Individuals do not surrender their expectations of privacy in closed containers when they send them by mail or common carrier. The Supreme Court has long recognized that "[l]etters and other sealed packages are in the general class of effects in which the public at large has a legitimate expectation of privacy." United States v. Jacobsen, 466 U.S. 109, 104 S.Ct. 1652, 1657, 80 L.Ed.2d 85 (1984); United States v. Van Leeuwen, 397 U.S. 249, 251, 90 S.Ct. 1029, 1031, 25 L.Ed.2d 282 (1970); Ex Parte Jackson, 96 U.S. 727, 733, 24 L.Ed. 877 (1878). Both senders and addressees of packages or other closed containers can reasonably expect that the government will not open them. See United States v. Jacobsen, 683 F.2d 296, 298 n. 2 (8th Cir.1982), rev'd on other grounds, 466 U.S. 109, 104 S.Ct. 1652, 80 L.Ed.2d 85 (1984); United States v. Givens, 733 F.2d 339, 341 (4th Cir.1984); United States v. Richards, 638 F.2d 765, 769-70 (5th Cir.1981). Of course, common carriers or other private parties do not violate the Fourth Amendment if they search the packages of others, whether or not they have authority to do so, since the amendment protects only against unreasonable governmental action. See Jacobsen, 104 S.Ct. at 1656; Walter v. United States, 447 U.S. 649, 100 S.Ct. 2395, 2404, 65 L.Ed.2d 410 (1980); United States v. Koenig, 856 F.2d 843, 847 (7th Cir.1988). In such cases, "[t]he arrival of police on the scene to confirm the presence of contraband and to determine what to do with it does not convert the private search into a government search subject to the Fourth Amendment." Illinois v. Andreas, 463 U.S. 765, 103 S.Ct. 3319, 3323 n. 2, 77 L.Ed.2d 1003 (1983). But if government agents themselves are to open containers that are sent by mail or private carrier, the requirements of the Fourth Amendment must be satisfied. Therefore, even if government agents have probable cause to believe that there is contraband in a container sent by mail or common carrier, they generally cannot search it unless they first obtain a warrant, or unless some exception to the warrant requirement applies.1 See Jacobsen, 104 S.Ct. at 1660 n. 17; Walter, 100 S.Ct. at 2401-02 & n. 10; see also Van Leeuwen, 397 U.S. at 250-53, 90 S.Ct. at 1031-33 (upholding detention of mail while search warrant could be obtained).

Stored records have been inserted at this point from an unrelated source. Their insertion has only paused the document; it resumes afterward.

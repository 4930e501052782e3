//! # Shared Vendors
//!
//! Thread-safe handles for vendors that trade from several threads.
//!
//! ## Lock Ordering
//! ```text
//! ┌─────────────────────────────────────────────────────────────────────────┐
//! │                    Two-Vendor Swap Under Locks                          │
//! │                                                                         │
//! │  Thread 1: alice.swap_items(&bob, ..)    Thread 2: bob.swap_items(&alice│
//! │                                                                         │
//! │  Naive:   T1 locks alice, waits on bob   T2 locks bob, waits on alice  │
//! │           ──► DEADLOCK                                                  │
//! │                                                                         │
//! │  Here:    both threads lock the vendor with the SMALLER id first       │
//! │           ──► one waits for the other, both complete                   │
//! └─────────────────────────────────────────────────────────────────────────┘
//! ```
//!
//! Both vendors stay locked for the whole check-then-act swap, so the
//! add/remove pairs on each side are never interleaved with another swap.

use std::sync::{Arc, Mutex, MutexGuard};

use serde::{Deserialize, Serialize};
use tracing::debug;
use ts_rs::TS;
use uuid::Uuid;

use crate::error::{CoreError, CoreResult};
use crate::item::Item;
use crate::vendor::Vendor;

/// Point-in-time copy of a shared vendor, for reports and UIs.
#[derive(Debug, Clone, PartialEq, Eq, Serialize, Deserialize, TS)]
#[ts(export)]
pub struct VendorSnapshot {
    #[ts(as = "String")]
    pub id: Uuid,
    pub name: String,
    pub inventory: Vec<Item>,
}

/// A vendor behind `Arc<Mutex<_>>` with a stable identity.
///
/// Cloning the handle shares the same vendor (and the same id).
#[derive(Debug, Clone)]
pub struct SharedVendor {
    id: Uuid,
    name: String,
    vendor: Arc<Mutex<Vendor>>,
}

impl SharedVendor {
    /// Wraps `vendor` under a fresh random id.
    pub fn new(name: impl Into<String>, vendor: Vendor) -> Self {
        Self::with_id(Uuid::new_v4(), name, vendor)
    }

    /// Wraps `vendor` under a caller-chosen id.
    pub fn with_id(id: Uuid, name: impl Into<String>, vendor: Vendor) -> Self {
        SharedVendor {
            id,
            name: name.into(),
            vendor: Arc::new(Mutex::new(vendor)),
        }
    }

    #[inline]
    pub fn id(&self) -> Uuid {
        self.id
    }

    #[inline]
    pub fn name(&self) -> &str {
        &self.name
    }

    /// Executes a function with read access to the vendor.
    ///
    /// ## Usage
    /// ```rust
    /// use swap_meet_core::{Item, SharedVendor, Vendor};
    ///
    /// let vendor = Vendor::with_inventory(vec![Item::new("Decor", 3)]);
    /// let shared = SharedVendor::new("Alice", vendor);
    /// let count = shared.with_vendor(|vendor| vendor.len()).unwrap();
    /// assert_eq!(count, 1);
    /// ```
    pub fn with_vendor<F, R>(&self, f: F) -> CoreResult<R>
    where
        F: FnOnce(&Vendor) -> R,
    {
        let vendor = self.lock()?;
        Ok(f(&vendor))
    }

    /// Executes a function with write access to the vendor.
    pub fn with_vendor_mut<F, R>(&self, f: F) -> CoreResult<R>
    where
        F: FnOnce(&mut Vendor) -> R,
    {
        let mut vendor = self.lock()?;
        Ok(f(&mut vendor))
    }

    /// Copies the current state out.
    pub fn snapshot(&self) -> CoreResult<VendorSnapshot> {
        let inventory = self.with_vendor(|vendor| vendor.inventory().to_vec())?;
        Ok(VendorSnapshot {
            id: self.id,
            name: self.name.clone(),
            inventory,
        })
    }

    /// Locked counterpart of [`Vendor::swap_items`].
    pub fn swap_items(
        &self,
        peer: &SharedVendor,
        my_item: &Item,
        their_item: &Item,
    ) -> CoreResult<bool> {
        self.with_pair(peer, |mine, theirs| {
            mine.swap_items(theirs, my_item, their_item)
        })
    }

    /// Locked counterpart of [`Vendor::swap_first_item`].
    pub fn swap_first_item(&self, peer: &SharedVendor) -> CoreResult<bool> {
        self.with_pair(peer, |mine, theirs| mine.swap_first_item(theirs))
    }

    /// Locked counterpart of [`Vendor::swap_best_by_category`].
    pub fn swap_best_by_category(
        &self,
        peer: &SharedVendor,
        my_priority: &str,
        their_priority: &str,
    ) -> CoreResult<bool> {
        self.with_pair(peer, |mine, theirs| {
            mine.swap_best_by_category(theirs, my_priority, their_priority)
        })
    }

    fn lock(&self) -> CoreResult<MutexGuard<'_, Vendor>> {
        self.vendor.lock().map_err(|_| CoreError::LockPoisoned {
            vendor: self.name.clone(),
        })
    }

    /// Locks both vendors in ascending id order and runs `f(self, peer)`.
    fn with_pair<F, R>(&self, peer: &SharedVendor, f: F) -> CoreResult<R>
    where
        F: FnOnce(&mut Vendor, &mut Vendor) -> R,
    {
        if self.id == peer.id || Arc::ptr_eq(&self.vendor, &peer.vendor) {
            return Err(CoreError::SameVendor {
                vendor: self.name.clone(),
            });
        }

        debug!(vendor = %self.name, peer = %peer.name, "locking vendors for swap");

        if self.id < peer.id {
            let mut mine = self.lock()?;
            let mut theirs = peer.lock()?;
            Ok(f(&mut mine, &mut theirs))
        } else {
            let mut theirs = peer.lock()?;
            let mut mine = self.lock()?;
            Ok(f(&mut mine, &mut theirs))
        }
    }
}

// =============================================================================
// Unit Tests
// =============================================================================

#[cfg(test)]
mod tests {
    use super::*;
    use std::thread;

    fn item(category: &str, condition: u32) -> Item {
        Item::new(category, condition)
    }

    #[test]
    fn test_shared_swap_items() {
        let alice = SharedVendor::new("Alice", Vendor::with_inventory(vec![item("toys", 3)]));
        let bob = SharedVendor::new("Bob", Vendor::with_inventory(vec![item("books", 5)]));

        assert!(alice.swap_items(&bob, &item("toys", 3), &item("books", 5)).unwrap());
        assert_eq!(alice.snapshot().unwrap().inventory, vec![item("books", 5)]);
        assert_eq!(bob.snapshot().unwrap().inventory, vec![item("toys", 3)]);
    }

    #[test]
    fn test_shared_swap_respects_caller_side_regardless_of_lock_order() {
        let low = Uuid::from_u128(1);
        let high = Uuid::from_u128(2);
        let a = SharedVendor::with_id(high, "A", Vendor::with_inventory(vec![item("a", 1)]));
        let b = SharedVendor::with_id(low, "B", Vendor::with_inventory(vec![item("b", 2)]));

        // a has the larger id, so b is locked first, but a is still "mine"
        assert!(a.swap_items(&b, &item("a", 1), &item("b", 2)).unwrap());
        assert_eq!(a.snapshot().unwrap().inventory, vec![item("b", 2)]);
        assert_eq!(b.snapshot().unwrap().inventory, vec![item("a", 1)]);
    }

    #[test]
    fn test_shared_swap_with_itself_is_rejected() {
        let alice = SharedVendor::new("Alice", Vendor::with_inventory(vec![item("toys", 3)]));
        let same = alice.clone();

        let err = alice.swap_first_item(&same).unwrap_err();
        assert!(matches!(err, CoreError::SameVendor { .. }));
    }

    #[test]
    fn test_shared_swap_first_item_empty() {
        let alice = SharedVendor::new("Alice", Vendor::new());
        let bob = SharedVendor::new("Bob", Vendor::with_inventory(vec![item("x", 1)]));

        assert!(!alice.swap_first_item(&bob).unwrap());
        assert_eq!(bob.with_vendor(|v| v.len()).unwrap(), 1);
    }

    #[test]
    fn test_shared_swap_best_by_category() {
        let alice = SharedVendor::new(
            "Alice",
            Vendor::with_inventory(vec![item("tools", 2), item("tools", 7)]),
        );
        let bob = SharedVendor::new(
            "Bob",
            Vendor::with_inventory(vec![item("tools", 1), item("tools", 9)]),
        );

        assert!(alice.swap_best_by_category(&bob, "tools", "tools").unwrap());
        assert!(alice.with_vendor(|v| v.contains(&item("tools", 9))).unwrap());
        assert!(bob.with_vendor(|v| v.contains(&item("tools", 7))).unwrap());
    }

    #[test]
    fn test_opposing_concurrent_swaps_do_not_deadlock() {
        let alice = SharedVendor::new("Alice", Vendor::with_inventory(vec![item("a", 1)]));
        let bob = SharedVendor::new("Bob", Vendor::with_inventory(vec![item("b", 2)]));

        let handles: Vec<_> = (0..8)
            .map(|i| {
                let (first, second) = if i % 2 == 0 {
                    (alice.clone(), bob.clone())
                } else {
                    (bob.clone(), alice.clone())
                };
                thread::spawn(move || {
                    for _ in 0..200 {
                        first.swap_first_item(&second).unwrap();
                    }
                })
            })
            .collect();

        for handle in handles {
            handle.join().unwrap();
        }

        // Every swap is one-for-one, so the pair still holds two items
        let total =
            alice.with_vendor(|v| v.len()).unwrap() + bob.with_vendor(|v| v.len()).unwrap();
        assert_eq!(total, 2);
    }

    #[test]
    fn test_poisoned_vendor_reports_error() {
        let alice = SharedVendor::new("Alice", Vendor::new());
        let bob = SharedVendor::new("Bob", Vendor::new());

        let poisoner = alice.clone();
        let _ = thread::spawn(move || {
            let _ = poisoner.with_vendor_mut(|_: &mut Vendor| panic!("boom"));
        })
        .join();

        let err = alice.swap_first_item(&bob).unwrap_err();
        assert!(matches!(err, CoreError::LockPoisoned { ref vendor } if vendor == "Alice"));
    }

    #[test]
    fn test_snapshot_serializes() {
        let id = Uuid::from_u128(7);
        let vendor = Vendor::with_inventory(vec![item("toys", 3)]);
        let shared = SharedVendor::with_id(id, "Alice", vendor);
        let json = serde_json::to_value(shared.snapshot().unwrap()).unwrap();

        assert_eq!(json["name"], "Alice");
        assert_eq!(json["id"], id.to_string());
        assert_eq!(json["inventory"][0]["category"], "toys");
    }
}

The drum opened by the customs agents in this case was a closed container sent by common carrier in which the sender and addressee had a reasonable expectation of privacy. Despite the fact that we do not usually expect personal effects to be found in a fifty-five gallon drum, such drums are not excluded from Fourth Amendment protection. We are unwilling to draw distinctions based on the relative degrees of privacy in different containers and thereby introduce further complexity to a warrant requirement that is already riddled with exceptions. See California v. Acevedo, --- U.S. ----, 111 S.Ct. 1982, 1992, 114 L.Ed.2d 619 (1991) (Scalia, J., concurring) (listing exceptions). Unless a container is inside an automobile, in which case it can be searched on probable cause without a warrant, see id., 111 S.Ct. at 1991, closed, opaque containers generally remain subject to the warrant requirement.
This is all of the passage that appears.